Exercise instructions:
Work out how many lines of the records hold the string "polynomial", and reply with that number alone.

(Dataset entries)
----

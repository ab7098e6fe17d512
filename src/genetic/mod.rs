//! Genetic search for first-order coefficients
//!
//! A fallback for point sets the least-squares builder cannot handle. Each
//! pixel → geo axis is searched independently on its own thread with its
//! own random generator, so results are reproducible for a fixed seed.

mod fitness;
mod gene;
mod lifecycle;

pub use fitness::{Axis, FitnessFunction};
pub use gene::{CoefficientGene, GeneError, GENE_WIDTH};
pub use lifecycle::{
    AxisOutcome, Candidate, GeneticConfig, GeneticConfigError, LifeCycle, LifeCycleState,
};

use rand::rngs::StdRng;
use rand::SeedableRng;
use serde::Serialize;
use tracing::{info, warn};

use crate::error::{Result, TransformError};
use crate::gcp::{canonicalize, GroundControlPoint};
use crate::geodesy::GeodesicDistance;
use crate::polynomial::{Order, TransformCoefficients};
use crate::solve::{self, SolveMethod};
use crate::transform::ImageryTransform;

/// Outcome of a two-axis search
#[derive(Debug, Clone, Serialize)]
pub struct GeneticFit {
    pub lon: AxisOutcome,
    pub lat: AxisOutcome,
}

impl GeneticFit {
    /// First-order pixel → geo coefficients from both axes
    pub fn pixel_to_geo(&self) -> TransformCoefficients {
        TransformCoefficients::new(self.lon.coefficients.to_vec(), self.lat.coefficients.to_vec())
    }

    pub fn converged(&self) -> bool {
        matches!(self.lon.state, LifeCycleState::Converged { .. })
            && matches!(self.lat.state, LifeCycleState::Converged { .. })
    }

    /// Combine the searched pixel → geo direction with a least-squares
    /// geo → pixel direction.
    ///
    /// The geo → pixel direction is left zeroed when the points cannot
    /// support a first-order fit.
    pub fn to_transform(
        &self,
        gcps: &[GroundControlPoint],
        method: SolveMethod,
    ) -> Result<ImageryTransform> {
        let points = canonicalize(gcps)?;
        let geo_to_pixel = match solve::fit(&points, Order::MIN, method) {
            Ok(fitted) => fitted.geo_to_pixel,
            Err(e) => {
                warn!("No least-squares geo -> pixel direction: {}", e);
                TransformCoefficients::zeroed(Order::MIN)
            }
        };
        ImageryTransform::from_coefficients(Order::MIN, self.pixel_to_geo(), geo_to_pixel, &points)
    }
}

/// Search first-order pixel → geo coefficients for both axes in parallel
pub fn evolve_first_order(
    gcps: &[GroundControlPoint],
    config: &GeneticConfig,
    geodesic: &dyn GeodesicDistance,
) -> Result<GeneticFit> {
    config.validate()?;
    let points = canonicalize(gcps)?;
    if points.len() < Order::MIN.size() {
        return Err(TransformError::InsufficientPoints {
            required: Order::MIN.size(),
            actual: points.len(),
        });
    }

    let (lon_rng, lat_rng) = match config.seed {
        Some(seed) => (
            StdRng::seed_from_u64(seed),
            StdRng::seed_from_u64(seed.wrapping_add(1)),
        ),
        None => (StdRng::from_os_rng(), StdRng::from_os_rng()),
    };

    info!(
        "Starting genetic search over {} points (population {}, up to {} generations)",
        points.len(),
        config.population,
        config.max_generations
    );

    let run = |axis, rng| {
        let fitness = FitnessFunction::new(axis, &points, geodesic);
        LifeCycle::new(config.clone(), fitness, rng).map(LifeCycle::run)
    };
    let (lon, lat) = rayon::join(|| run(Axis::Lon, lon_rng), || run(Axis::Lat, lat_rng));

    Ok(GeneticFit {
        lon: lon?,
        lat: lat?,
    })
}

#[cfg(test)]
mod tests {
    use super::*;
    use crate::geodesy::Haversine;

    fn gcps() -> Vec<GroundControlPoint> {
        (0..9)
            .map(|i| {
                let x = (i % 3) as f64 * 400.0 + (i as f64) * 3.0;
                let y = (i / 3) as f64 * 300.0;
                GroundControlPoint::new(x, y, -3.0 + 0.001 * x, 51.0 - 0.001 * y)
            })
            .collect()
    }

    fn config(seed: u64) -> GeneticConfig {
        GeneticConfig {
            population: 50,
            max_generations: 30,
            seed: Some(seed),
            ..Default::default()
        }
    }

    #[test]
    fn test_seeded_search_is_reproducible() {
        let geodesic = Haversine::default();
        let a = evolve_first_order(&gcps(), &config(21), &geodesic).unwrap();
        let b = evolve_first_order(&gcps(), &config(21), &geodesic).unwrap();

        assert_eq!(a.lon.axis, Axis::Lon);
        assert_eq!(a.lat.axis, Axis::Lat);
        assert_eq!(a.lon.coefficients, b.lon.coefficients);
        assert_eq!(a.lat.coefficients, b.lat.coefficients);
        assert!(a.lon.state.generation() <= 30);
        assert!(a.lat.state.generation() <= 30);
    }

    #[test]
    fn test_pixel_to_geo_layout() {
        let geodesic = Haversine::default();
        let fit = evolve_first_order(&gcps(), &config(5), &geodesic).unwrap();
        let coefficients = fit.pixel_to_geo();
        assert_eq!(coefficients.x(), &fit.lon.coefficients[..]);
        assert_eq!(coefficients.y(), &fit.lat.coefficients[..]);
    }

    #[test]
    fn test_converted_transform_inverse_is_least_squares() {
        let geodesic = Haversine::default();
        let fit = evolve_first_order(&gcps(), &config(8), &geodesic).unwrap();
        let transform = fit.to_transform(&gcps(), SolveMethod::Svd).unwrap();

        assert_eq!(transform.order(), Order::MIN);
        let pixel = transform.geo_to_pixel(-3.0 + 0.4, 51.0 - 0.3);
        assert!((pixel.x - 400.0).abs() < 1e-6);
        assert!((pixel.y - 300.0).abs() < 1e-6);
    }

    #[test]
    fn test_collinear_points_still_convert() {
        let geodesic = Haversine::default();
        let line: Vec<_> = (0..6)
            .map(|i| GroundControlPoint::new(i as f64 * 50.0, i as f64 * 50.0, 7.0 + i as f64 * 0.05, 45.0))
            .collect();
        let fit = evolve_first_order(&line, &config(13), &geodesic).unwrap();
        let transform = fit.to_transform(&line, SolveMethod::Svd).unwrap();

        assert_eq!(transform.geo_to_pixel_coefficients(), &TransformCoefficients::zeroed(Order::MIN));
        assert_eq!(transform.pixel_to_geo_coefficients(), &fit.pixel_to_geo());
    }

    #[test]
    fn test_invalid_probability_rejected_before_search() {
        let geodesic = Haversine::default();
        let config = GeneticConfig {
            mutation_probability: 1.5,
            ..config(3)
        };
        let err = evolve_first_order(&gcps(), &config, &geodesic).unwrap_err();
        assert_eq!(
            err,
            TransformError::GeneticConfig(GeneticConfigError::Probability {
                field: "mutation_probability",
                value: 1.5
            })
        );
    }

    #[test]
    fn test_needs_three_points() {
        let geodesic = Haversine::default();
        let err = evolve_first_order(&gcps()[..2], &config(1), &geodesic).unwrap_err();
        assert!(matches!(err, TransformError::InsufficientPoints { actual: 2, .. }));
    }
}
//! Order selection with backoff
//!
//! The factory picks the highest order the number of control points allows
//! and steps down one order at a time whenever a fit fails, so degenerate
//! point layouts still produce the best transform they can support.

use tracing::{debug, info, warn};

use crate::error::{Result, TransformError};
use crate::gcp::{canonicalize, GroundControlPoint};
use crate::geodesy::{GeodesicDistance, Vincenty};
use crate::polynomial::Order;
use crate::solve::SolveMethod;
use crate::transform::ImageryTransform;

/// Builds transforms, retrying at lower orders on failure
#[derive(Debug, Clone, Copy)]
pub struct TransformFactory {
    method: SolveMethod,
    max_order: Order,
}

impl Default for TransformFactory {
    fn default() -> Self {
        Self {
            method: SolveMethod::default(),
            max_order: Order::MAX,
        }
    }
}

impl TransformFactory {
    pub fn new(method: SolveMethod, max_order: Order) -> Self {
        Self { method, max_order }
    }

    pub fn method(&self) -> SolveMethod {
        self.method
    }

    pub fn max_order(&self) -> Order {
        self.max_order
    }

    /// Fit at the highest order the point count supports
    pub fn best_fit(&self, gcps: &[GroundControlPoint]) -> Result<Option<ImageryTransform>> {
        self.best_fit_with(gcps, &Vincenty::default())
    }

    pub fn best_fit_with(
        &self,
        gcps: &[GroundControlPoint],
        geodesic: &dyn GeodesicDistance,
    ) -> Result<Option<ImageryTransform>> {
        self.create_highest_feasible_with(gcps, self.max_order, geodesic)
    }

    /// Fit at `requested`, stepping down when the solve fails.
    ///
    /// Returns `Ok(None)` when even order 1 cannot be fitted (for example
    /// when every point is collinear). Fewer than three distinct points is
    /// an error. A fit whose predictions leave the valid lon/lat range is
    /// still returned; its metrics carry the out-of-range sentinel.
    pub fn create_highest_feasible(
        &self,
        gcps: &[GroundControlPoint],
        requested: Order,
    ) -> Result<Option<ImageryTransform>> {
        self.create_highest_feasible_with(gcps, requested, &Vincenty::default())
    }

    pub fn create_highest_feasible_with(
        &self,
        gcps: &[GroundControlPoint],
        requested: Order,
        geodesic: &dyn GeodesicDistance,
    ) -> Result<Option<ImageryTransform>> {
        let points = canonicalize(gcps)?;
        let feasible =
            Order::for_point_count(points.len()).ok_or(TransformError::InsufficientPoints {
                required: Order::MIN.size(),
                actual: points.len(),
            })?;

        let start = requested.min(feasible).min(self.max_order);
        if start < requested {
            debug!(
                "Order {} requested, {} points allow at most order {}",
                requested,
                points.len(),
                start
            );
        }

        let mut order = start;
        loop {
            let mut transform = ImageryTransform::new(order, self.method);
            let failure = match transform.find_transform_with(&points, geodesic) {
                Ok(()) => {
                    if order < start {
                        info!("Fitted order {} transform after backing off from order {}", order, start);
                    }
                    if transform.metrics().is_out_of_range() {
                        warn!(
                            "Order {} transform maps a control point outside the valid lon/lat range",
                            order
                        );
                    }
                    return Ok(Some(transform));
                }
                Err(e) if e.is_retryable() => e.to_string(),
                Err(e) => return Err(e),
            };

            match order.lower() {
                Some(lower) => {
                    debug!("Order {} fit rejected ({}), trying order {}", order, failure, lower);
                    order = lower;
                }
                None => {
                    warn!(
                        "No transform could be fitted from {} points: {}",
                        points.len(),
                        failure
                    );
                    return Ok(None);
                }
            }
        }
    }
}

----

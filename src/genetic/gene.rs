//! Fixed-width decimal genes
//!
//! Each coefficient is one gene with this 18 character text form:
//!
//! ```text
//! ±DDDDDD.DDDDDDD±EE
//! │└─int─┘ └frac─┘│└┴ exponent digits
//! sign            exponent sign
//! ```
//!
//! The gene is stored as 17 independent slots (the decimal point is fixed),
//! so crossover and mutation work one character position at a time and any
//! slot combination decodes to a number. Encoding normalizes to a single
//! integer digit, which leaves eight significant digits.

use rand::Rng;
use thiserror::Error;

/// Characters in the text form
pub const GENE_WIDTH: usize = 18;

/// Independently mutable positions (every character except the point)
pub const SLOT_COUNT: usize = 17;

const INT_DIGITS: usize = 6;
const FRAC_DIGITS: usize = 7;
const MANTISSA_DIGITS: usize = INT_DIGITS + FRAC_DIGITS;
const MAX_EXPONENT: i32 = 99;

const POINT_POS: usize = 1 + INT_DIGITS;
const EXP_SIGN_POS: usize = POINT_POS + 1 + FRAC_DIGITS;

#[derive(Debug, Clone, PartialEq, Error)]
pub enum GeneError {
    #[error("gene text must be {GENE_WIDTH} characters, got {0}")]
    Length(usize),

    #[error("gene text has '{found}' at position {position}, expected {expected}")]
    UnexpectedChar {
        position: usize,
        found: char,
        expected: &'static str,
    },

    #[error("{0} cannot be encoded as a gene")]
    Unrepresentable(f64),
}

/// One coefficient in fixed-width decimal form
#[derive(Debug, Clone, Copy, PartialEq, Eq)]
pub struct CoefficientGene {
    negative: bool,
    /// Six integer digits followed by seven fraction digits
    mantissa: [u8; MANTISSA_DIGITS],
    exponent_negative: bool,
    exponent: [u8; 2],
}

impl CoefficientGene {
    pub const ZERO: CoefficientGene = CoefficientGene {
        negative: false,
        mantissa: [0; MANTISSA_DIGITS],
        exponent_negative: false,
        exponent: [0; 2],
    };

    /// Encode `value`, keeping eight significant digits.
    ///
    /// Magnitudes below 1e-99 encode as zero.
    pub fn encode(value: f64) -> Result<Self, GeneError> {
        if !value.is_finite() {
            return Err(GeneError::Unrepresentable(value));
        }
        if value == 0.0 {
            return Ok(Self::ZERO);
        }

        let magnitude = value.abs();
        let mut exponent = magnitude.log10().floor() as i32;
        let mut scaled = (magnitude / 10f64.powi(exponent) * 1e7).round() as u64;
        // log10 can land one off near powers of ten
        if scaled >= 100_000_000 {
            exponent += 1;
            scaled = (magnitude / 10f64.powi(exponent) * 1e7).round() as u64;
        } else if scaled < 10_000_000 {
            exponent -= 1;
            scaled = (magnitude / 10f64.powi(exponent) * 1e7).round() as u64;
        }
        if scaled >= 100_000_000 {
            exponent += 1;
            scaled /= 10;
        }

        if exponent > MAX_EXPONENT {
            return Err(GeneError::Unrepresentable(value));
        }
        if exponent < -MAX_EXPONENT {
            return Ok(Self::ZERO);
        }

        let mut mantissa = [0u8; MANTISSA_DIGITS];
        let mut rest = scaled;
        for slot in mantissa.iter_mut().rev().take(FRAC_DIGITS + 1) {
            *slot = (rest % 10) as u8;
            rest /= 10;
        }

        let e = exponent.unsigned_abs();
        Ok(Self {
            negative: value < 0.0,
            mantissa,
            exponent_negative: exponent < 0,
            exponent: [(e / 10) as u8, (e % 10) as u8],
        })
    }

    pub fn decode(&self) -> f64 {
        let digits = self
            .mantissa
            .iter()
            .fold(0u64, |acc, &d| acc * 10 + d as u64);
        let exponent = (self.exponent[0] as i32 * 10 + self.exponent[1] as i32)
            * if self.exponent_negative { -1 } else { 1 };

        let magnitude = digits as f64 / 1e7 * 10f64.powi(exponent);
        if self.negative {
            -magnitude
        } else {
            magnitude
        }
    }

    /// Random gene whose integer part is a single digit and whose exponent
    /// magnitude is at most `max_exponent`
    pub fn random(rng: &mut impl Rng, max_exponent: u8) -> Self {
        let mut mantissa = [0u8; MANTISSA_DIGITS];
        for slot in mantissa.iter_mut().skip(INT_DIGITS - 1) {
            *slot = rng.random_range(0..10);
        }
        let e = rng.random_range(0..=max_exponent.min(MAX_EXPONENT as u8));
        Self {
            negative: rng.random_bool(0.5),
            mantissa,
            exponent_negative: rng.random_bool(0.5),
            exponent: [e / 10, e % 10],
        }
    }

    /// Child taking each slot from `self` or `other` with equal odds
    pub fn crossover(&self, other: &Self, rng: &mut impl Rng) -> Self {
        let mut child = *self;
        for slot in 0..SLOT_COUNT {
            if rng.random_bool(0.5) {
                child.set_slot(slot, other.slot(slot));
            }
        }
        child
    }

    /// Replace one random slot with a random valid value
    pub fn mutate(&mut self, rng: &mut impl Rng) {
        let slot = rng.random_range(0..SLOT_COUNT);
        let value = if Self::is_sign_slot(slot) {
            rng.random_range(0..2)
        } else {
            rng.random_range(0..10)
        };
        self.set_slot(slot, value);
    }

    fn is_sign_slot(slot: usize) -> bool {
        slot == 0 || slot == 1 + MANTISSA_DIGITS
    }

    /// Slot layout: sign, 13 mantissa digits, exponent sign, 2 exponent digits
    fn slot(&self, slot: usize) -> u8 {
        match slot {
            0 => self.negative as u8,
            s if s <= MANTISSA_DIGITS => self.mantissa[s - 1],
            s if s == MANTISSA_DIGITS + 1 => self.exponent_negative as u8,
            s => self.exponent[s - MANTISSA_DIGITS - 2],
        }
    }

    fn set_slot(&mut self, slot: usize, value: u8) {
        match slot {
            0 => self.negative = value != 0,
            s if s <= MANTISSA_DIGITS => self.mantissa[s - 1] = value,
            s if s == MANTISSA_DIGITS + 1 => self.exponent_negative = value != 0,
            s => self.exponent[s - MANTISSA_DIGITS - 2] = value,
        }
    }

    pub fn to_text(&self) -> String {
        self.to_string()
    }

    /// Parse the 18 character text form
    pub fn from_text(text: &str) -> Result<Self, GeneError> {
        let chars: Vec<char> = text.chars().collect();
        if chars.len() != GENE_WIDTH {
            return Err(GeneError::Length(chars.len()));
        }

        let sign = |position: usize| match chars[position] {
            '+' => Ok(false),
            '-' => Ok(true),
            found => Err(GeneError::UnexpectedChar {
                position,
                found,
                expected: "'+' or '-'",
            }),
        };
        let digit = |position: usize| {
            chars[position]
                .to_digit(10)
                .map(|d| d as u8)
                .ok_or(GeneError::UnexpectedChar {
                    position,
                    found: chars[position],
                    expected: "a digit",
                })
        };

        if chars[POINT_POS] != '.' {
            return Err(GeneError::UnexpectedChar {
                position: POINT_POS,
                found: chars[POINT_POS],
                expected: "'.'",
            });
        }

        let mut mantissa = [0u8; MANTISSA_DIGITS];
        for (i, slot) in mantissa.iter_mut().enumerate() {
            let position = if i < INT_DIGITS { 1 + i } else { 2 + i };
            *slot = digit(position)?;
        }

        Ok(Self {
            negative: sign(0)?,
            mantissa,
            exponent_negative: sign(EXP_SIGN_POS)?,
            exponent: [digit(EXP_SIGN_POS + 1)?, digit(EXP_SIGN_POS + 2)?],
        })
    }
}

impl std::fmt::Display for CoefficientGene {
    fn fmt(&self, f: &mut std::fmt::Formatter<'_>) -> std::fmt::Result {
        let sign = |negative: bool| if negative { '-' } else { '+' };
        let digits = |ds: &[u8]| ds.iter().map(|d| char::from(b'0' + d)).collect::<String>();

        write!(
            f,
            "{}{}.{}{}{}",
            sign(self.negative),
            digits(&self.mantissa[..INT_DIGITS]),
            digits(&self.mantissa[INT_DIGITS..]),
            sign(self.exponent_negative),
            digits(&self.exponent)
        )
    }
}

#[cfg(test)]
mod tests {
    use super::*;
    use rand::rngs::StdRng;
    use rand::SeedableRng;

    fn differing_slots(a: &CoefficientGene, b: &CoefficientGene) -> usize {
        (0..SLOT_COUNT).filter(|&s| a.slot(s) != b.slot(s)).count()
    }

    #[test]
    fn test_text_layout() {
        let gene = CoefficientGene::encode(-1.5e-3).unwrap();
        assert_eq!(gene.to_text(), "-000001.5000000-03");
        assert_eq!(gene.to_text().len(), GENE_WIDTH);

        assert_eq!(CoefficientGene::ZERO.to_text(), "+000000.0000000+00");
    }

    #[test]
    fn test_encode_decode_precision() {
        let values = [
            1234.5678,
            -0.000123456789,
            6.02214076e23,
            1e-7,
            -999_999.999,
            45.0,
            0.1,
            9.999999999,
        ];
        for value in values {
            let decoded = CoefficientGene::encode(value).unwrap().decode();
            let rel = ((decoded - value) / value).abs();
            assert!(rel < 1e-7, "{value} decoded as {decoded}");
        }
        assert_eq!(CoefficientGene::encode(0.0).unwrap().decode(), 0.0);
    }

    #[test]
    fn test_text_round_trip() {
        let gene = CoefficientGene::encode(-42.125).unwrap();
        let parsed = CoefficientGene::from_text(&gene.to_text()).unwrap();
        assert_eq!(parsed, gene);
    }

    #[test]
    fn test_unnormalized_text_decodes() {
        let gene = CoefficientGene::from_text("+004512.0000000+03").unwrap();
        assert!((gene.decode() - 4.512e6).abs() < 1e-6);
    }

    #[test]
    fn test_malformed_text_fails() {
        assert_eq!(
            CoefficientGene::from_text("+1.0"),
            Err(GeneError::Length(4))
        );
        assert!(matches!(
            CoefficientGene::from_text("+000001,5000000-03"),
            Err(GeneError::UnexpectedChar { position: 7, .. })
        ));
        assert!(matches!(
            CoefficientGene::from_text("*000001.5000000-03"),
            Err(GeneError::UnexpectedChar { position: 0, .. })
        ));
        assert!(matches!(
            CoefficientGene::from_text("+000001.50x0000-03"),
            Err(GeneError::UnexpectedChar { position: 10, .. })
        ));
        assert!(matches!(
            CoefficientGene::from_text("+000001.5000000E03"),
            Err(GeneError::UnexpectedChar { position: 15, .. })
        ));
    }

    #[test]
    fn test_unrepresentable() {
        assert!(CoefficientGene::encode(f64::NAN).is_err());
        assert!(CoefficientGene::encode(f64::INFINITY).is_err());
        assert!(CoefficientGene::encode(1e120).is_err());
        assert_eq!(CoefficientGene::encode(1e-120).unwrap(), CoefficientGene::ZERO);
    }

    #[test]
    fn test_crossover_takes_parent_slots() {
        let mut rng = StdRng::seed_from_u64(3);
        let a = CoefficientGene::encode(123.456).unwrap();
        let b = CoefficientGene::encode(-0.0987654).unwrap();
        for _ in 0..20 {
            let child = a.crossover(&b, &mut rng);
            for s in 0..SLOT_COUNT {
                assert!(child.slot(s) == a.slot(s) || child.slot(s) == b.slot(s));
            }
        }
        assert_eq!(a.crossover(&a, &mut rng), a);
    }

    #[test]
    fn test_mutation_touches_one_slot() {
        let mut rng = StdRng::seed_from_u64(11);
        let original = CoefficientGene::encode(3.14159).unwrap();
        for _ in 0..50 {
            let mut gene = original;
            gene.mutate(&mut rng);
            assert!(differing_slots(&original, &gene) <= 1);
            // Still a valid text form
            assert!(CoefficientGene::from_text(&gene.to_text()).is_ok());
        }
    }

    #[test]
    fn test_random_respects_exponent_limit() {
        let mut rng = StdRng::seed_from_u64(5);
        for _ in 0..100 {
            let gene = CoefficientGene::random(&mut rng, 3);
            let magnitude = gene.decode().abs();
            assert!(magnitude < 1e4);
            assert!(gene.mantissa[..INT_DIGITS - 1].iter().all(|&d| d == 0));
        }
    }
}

----

Task result:
2